◆ Requirement
Copy, from the material below, each line where "adapters" shows up.
..........
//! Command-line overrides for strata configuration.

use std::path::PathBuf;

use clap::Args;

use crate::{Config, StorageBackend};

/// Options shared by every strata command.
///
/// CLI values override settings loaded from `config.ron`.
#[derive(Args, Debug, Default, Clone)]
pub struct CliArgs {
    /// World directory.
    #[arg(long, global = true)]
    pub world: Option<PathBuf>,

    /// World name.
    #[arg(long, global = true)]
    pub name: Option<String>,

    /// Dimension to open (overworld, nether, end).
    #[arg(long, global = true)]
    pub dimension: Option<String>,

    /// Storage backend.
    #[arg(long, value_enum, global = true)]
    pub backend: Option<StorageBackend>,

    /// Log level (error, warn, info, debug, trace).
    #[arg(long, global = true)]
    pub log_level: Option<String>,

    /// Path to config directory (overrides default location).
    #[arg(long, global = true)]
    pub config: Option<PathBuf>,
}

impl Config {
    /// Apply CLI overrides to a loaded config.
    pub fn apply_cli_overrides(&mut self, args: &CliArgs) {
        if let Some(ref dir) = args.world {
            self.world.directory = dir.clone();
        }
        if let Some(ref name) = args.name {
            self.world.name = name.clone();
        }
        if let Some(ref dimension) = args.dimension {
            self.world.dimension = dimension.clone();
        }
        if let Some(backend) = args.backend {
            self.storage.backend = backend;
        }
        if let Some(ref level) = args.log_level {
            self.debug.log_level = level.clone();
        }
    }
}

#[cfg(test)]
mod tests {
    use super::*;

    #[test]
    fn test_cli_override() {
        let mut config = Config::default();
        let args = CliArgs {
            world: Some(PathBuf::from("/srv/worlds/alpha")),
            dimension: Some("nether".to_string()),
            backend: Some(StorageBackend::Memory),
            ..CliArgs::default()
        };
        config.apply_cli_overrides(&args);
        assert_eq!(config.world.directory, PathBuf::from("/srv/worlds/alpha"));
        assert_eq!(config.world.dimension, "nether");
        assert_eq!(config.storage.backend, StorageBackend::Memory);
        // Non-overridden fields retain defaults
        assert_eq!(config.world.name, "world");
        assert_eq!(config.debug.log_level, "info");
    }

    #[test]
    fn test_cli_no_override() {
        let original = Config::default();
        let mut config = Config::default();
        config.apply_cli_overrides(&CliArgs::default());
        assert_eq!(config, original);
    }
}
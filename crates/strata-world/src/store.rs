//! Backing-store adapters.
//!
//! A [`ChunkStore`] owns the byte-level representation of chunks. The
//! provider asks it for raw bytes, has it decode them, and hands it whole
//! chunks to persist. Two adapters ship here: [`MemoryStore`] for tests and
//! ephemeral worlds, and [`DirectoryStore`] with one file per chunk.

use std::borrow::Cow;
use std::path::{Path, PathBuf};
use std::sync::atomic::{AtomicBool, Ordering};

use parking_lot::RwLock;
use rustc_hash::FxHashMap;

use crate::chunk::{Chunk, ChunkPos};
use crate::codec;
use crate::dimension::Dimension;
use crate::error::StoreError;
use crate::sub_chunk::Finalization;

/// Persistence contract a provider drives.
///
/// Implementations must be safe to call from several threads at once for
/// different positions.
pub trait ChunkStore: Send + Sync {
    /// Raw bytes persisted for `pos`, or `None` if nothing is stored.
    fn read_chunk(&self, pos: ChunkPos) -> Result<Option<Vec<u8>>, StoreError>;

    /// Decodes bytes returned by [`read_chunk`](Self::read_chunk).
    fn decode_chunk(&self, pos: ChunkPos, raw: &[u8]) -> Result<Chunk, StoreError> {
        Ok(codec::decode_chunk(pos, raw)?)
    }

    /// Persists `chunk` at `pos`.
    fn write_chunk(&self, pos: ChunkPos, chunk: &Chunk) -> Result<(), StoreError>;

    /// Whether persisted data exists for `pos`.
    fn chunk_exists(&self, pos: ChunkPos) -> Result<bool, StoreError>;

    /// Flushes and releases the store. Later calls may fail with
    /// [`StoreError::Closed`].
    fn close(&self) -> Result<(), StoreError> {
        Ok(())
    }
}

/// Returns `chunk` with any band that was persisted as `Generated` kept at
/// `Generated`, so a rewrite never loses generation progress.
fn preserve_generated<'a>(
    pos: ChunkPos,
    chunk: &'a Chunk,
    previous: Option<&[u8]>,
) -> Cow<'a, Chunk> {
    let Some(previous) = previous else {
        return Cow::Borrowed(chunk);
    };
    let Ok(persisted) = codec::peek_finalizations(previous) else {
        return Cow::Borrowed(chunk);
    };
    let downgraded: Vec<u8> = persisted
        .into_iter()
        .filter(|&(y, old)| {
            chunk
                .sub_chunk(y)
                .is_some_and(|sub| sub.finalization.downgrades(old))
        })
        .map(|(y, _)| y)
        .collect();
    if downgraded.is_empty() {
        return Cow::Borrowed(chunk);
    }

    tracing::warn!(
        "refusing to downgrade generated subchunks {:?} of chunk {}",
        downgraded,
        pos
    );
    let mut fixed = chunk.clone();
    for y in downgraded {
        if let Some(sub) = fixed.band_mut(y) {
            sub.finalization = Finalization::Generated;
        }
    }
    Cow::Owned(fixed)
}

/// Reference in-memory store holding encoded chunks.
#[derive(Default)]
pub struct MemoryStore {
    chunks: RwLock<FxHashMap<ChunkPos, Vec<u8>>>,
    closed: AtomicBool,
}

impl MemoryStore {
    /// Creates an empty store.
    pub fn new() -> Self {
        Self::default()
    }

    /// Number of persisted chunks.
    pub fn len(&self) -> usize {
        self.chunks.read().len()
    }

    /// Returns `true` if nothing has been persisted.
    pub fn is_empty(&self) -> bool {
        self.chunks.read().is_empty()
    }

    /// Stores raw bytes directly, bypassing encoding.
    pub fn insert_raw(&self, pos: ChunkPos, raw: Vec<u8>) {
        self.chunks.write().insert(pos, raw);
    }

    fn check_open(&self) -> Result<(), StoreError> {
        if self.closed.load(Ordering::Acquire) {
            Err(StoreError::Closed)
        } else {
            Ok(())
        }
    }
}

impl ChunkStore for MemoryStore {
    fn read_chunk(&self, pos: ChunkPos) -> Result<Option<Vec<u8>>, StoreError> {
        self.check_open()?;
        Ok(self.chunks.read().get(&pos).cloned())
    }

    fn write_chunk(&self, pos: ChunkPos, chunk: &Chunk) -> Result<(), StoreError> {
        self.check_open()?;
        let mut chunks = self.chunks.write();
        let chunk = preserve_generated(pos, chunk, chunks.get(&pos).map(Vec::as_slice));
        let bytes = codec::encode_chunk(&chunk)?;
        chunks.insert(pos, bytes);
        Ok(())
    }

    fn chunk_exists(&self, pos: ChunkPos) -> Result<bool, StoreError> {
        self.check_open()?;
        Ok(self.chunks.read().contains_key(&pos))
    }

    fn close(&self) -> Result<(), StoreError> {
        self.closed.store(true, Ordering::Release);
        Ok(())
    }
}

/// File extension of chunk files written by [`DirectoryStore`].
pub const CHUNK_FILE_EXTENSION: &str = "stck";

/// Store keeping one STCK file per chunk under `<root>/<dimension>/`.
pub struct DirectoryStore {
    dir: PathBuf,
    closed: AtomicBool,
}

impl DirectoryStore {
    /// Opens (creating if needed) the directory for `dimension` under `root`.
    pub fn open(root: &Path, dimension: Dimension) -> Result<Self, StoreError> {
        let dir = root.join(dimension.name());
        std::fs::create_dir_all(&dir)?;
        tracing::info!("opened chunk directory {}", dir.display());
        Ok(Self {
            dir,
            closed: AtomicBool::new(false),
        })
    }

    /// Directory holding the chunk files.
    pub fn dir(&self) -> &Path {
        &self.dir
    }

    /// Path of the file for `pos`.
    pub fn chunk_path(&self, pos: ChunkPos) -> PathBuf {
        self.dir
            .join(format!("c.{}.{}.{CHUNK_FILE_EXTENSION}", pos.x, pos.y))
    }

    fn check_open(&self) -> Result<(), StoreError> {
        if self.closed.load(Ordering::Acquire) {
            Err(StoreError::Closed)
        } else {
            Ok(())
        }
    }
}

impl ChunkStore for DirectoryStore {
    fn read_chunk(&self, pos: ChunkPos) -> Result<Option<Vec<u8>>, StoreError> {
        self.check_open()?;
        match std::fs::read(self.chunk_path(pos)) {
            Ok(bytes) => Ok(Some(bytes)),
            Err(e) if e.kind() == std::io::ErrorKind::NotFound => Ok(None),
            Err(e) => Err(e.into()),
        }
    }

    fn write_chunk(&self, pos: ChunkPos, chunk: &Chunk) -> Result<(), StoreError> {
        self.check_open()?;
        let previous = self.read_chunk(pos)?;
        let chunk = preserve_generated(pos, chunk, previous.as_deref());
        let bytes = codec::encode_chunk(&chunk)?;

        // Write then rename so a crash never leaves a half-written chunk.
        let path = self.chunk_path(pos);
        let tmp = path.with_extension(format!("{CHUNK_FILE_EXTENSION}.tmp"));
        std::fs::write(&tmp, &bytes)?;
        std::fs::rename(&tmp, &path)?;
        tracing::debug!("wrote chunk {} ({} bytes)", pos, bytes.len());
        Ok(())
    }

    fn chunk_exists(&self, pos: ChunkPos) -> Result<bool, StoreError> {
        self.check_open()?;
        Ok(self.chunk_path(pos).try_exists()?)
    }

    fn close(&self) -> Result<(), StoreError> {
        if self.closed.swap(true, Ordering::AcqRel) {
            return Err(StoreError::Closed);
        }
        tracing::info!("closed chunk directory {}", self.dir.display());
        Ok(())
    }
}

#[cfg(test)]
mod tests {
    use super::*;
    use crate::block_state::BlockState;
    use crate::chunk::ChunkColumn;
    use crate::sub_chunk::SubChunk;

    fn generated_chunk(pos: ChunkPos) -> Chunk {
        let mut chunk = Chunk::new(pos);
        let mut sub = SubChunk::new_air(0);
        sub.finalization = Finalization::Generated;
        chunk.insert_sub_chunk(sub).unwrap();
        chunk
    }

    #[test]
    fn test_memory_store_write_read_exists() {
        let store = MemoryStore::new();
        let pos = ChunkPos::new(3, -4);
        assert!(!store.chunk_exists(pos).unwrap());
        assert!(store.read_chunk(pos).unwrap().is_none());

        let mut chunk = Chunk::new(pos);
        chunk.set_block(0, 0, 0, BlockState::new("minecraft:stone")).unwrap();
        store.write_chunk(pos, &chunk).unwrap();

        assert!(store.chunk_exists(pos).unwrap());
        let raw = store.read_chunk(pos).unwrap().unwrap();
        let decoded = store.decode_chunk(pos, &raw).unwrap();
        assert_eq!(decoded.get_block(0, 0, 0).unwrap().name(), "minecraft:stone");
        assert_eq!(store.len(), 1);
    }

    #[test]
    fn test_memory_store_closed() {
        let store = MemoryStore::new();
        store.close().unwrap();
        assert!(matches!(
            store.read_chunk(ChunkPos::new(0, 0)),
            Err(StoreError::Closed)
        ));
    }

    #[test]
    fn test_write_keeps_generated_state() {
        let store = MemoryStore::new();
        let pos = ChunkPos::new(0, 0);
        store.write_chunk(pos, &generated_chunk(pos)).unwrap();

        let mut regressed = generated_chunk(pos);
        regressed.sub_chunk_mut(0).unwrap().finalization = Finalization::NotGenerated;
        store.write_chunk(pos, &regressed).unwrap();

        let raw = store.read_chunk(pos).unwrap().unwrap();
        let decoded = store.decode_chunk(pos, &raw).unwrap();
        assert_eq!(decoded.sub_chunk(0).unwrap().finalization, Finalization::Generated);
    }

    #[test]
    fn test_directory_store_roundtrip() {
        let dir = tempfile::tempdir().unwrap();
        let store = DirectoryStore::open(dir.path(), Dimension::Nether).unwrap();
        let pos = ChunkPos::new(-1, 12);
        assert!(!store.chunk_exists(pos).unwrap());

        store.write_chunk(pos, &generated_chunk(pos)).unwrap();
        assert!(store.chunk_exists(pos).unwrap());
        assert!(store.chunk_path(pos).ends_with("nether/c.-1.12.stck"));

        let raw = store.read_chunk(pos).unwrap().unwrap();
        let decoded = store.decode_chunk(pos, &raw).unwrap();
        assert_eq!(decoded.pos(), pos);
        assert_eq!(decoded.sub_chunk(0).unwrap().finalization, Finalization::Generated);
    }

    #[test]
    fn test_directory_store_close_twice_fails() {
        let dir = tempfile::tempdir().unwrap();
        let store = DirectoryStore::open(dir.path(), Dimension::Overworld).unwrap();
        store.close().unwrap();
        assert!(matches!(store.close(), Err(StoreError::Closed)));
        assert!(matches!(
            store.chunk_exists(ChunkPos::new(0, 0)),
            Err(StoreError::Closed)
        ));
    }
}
..........
◆ Expected output
//! Backing-store adapters.
//! chunks to persist. Two adapters ship here: [`MemoryStore`] for tests and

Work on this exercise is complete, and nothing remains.